A thought has been tumbling around in my mind about how well we can pinpoint a 'why' someone does what he or she does, and then presume we can predict behavior. Hindsight is 20/20.
It's a bit of faulty logic, and we are raised to think that, if we can just get an answer, the question to ask is "Why?" Well, the common answer to that question may be, "Because I said so." "Why did you do that?" "I don't know." The answer to a 'why' question is not a reason, it is an excuse. A more logical approach would be to ask a 'what' question: "What were you thinking when you did..." "What happened that caused you to...?" "What is going on?"
Test it on yourself and see what you come up with. Ask yourself, "Why am I feeling ______ right now?"

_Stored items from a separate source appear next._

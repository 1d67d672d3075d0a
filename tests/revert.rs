// tests/revert.rs

//! Integration tests for reverting an installation from its snapshots.

mod common;

use chrono::{NaiveDate, NaiveDateTime};
use common::*;
use rbdeploy::deploy::{BackupManager, BackupSelector, Deployer, RevertOutcome, Reverter};
use rbdeploy::progress::SilentProgress;
use rbdeploy::{Error, ErrorKind};
use flate2::write::GzEncoder;
use flate2::Compression;
use std::fs;
use std::path::Path;

fn at(hour: u32) -> NaiveDateTime {
    NaiveDate::from_ymd_opt(2025, 8, 22)
        .unwrap()
        .and_hms_opt(hour, 0, 0)
        .unwrap()
}

#[test]
fn test_revert_most_recent_picks_newest() {
    let (_temp, volume) = setup_volume();
    let manager = BackupManager::for_volume(&volume);
    let install = volume.install_dir();

    write_tree(&install, &[("a.txt", b"t1")]);
    manager.snapshot_at(at(9)).unwrap();

    write_tree(&install, &[("a.txt", b"t2"), ("b.txt", b"t2")]);
    let newest = manager.snapshot_at(at(10)).unwrap();

    write_tree(&install, &[("a.txt", b"t3"), ("c.txt", b"t3")]);

    let outcome = Reverter::for_volume(&volume)
        .run(&BackupSelector::MostRecent, &SilentProgress::new())
        .unwrap();

    let RevertOutcome::Restored { result, .. } = outcome else {
        panic!("expected a restore");
    };
    assert_eq!(result.backup, newest);
    assert_eq!(result.restored, 2);
    assert_eq!(result.removed, 1);

    // c.txt did not exist at T2 and must be gone
    assert_eq!(read_tree(&install), tree(&[("a.txt", b"t2"), ("b.txt", b"t2")]));
}

#[test]
fn test_revert_explicit_backup() {
    let (_temp, volume) = setup_volume();
    let manager = BackupManager::for_volume(&volume);
    let install = volume.install_dir();

    write_tree(&install, &[("a.txt", b"t1"), ("sub/deep/x.txt", b"x")]);
    let oldest = manager.snapshot_at(at(9)).unwrap();

    fs::remove_dir_all(install.join("sub")).unwrap();
    write_tree(&install, &[("a.txt", b"t2")]);
    manager.snapshot_at(at(10)).unwrap();

    Reverter::for_volume(&volume)
        .run(
            &BackupSelector::Path(oldest.path.clone()),
            &SilentProgress::new(),
        )
        .unwrap();

    assert_eq!(
        read_tree(&install),
        tree(&[("a.txt", b"t1"), ("sub/deep/x.txt", b"x")])
    );
}

#[test]
fn test_revert_is_exact() {
    let (_temp, volume) = setup_volume();
    let install = volume.install_dir();
    write_tree(
        &install,
        &[
            ("rockbox.ipod", b"fw"),
            ("themes/a.cfg", b"theme"),
            ("config.cfg", b"user"),
        ],
    );
    let expected = read_tree(&install);
    let backup = BackupManager::for_volume(&volume).snapshot().unwrap();

    // Arbitrary drift: edits, additions, removals, new directories
    fs::write(install.join("rockbox.ipod"), b"fw2").unwrap();
    fs::remove_file(install.join("config.cfg")).unwrap();
    write_tree(&install, &[("new/dir/file.bin", b"junk"), ("themes/b.cfg", b"b")]);

    Reverter::for_volume(&volume)
        .run(&BackupSelector::Path(backup.path), &SilentProgress::new())
        .unwrap();

    assert_eq!(read_tree(&install), expected);
    assert!(!install.join("new").exists());
}

#[test]
fn test_revert_undoes_deploy() {
    let (_temp, volume) = setup_volume();
    let install = volume.install_dir();
    write_tree(&install, &[("rockbox.ipod", b"v1"), ("user.cfg", b"mine")]);
    let before = read_tree(&install);

    let source = MemorySource::new(build_archive(&[
        ("rockbox.ipod", b"v2"),
        ("codecs/new.codec", b"c"),
    ]));
    Deployer::new(volume.clone(), &source)
        .deploy(&rbdeploy::ArtifactReference::new(NIGHTLY_URL))
        .unwrap();
    assert_ne!(read_tree(&install), before);

    Reverter::for_volume(&volume)
        .run(&BackupSelector::MostRecent, &SilentProgress::new())
        .unwrap();

    assert_eq!(read_tree(&install), before);
}

#[test]
fn test_revert_to_snapshot_of_missing_install() {
    let (_temp, volume) = setup_volume();

    let source = MemorySource::new(build_archive(&[("rockbox.ipod", b"fw")]));
    Deployer::new(volume.clone(), &source)
        .deploy(&rbdeploy::ArtifactReference::new(NIGHTLY_URL))
        .unwrap();
    assert!(volume.install_dir().is_dir());

    let outcome = Reverter::for_volume(&volume)
        .run(&BackupSelector::MostRecent, &SilentProgress::new())
        .unwrap();

    let RevertOutcome::Restored { plan, .. } = outcome else {
        panic!("expected a restore");
    };
    assert!(plan.removes_target);
    assert!(!volume.install_dir().exists());
}

#[test]
fn test_revert_dry_run_writes_nothing() {
    let (_temp, volume) = setup_volume();
    let install = volume.install_dir();
    write_tree(&install, &[("a.txt", b"old")]);
    BackupManager::for_volume(&volume).snapshot().unwrap();
    write_tree(&install, &[("a.txt", b"new"), ("b.txt", b"b")]);

    let before = mtimes(&install);
    let store_before = dir_names(&volume.backups_dir());

    let outcome = Reverter::for_volume(&volume)
        .with_dry_run(true)
        .run(&BackupSelector::MostRecent, &SilentProgress::new())
        .unwrap();

    let RevertOutcome::Planned(plan) = outcome else {
        panic!("expected a plan");
    };
    assert_eq!(plan.restores().count(), 1);
    assert_eq!(plan.removals().count(), 1);

    assert_eq!(before, mtimes(&install));
    assert_eq!(store_before, dir_names(&volume.backups_dir()));
}

#[test]
fn test_revert_without_backups() {
    let (_temp, volume) = setup_volume();

    let err = Reverter::for_volume(&volume)
        .run(&BackupSelector::MostRecent, &SilentProgress::new())
        .unwrap_err();

    assert!(matches!(err, Error::NoBackupsFound(_)));
    assert_eq!(err.kind(), ErrorKind::Revert);
}

#[test]
fn test_revert_missing_backup_path() {
    let (temp, volume) = setup_volume();

    let err = Reverter::for_volume(&volume)
        .run(
            &BackupSelector::Path(temp.path().join("nope.tar.gz")),
            &SilentProgress::new(),
        )
        .unwrap_err();

    assert_eq!(err.kind(), ErrorKind::Revert);
}

/// Write a snapshot archive entry by entry; names ending in `/` are directories
fn write_raw_backup(path: &Path, entries: &[(&str, &[u8])]) {
    let mut builder = tar::Builder::new(GzEncoder::new(Vec::new(), Compression::fast()));
    for (name, data) in entries {
        let mut header = tar::Header::new_gnu();
        if name.ends_with('/') {
            header.set_entry_type(tar::EntryType::Directory);
            header.set_mode(0o755);
            header.set_size(0);
        } else {
            header.set_entry_type(tar::EntryType::Regular);
            header.set_mode(0o644);
            header.set_size(data.len() as u64);
        }
        builder.append_data(&mut header, name, *data).unwrap();
    }
    let bytes = builder.into_inner().unwrap().finish().unwrap();
    fs::create_dir_all(path.parent().unwrap()).unwrap();
    fs::write(path, bytes).unwrap();
}

#[test]
fn test_restore_failure_is_revert_error() {
    let (_temp, volume) = setup_volume();
    let install = volume.install_dir();
    write_tree(&install, &[("keep.txt", b"live")]);
    let before = read_tree(&install);

    write_raw_backup(
        &volume.backups_dir().join("rockbox-backup-20250822-100000.tar.gz"),
        &[(".rockbox/", b""), (".rockbox/x", b"file"), (".rockbox/x/", b"")],
    );

    let err = Reverter::for_volume(&volume)
        .run(&BackupSelector::MostRecent, &SilentProgress::new())
        .unwrap_err();

    assert!(matches!(err, Error::RevertError(_)), "got {:?}", err);
    assert_eq!(err.kind().exit_code(), 8);
    assert_eq!(read_tree(&install), before);
}

#[test]
fn test_revert_refuses_to_replace_a_file() {
    let (_temp, volume) = setup_volume();
    BackupManager::for_volume(&volume).snapshot().unwrap();
    fs::write(volume.install_dir(), b"precious user data").unwrap();

    let err = Reverter::for_volume(&volume)
        .run(&BackupSelector::MostRecent, &SilentProgress::new())
        .unwrap_err();

    assert_eq!(err.kind(), ErrorKind::Revert);
    assert_eq!(fs::read(volume.install_dir()).unwrap(), b"precious user data");
}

Then, ask yourself, "What is the reason I'm feeling _________ right now?"
The answer to 'why' question will probably be something like, "Because I got a big check in the mail" or "The sun is shining" or "Because my boss patted my back today."
The answer to the 'what' question will probably be something like, "I feel ______because I..." or "I succeeded today when I..." or "I really like the way the sun feels so warm."
Do you see the difference? Answers to the 'why' questions result in answers that take the focus away from the person and lands the fault onto external circumstances, effectively sidetracking any responsibility whatsoever on how that person is feeling. Answers to the 'what' questions take full responsibility for feelings, owns them completely, and is a more accurate representation of that person's internal cause or truth.
When I am asked, "Why did you...", the most common answer I give is, "The devil made me do it!" Isn't that what you wanted to hear?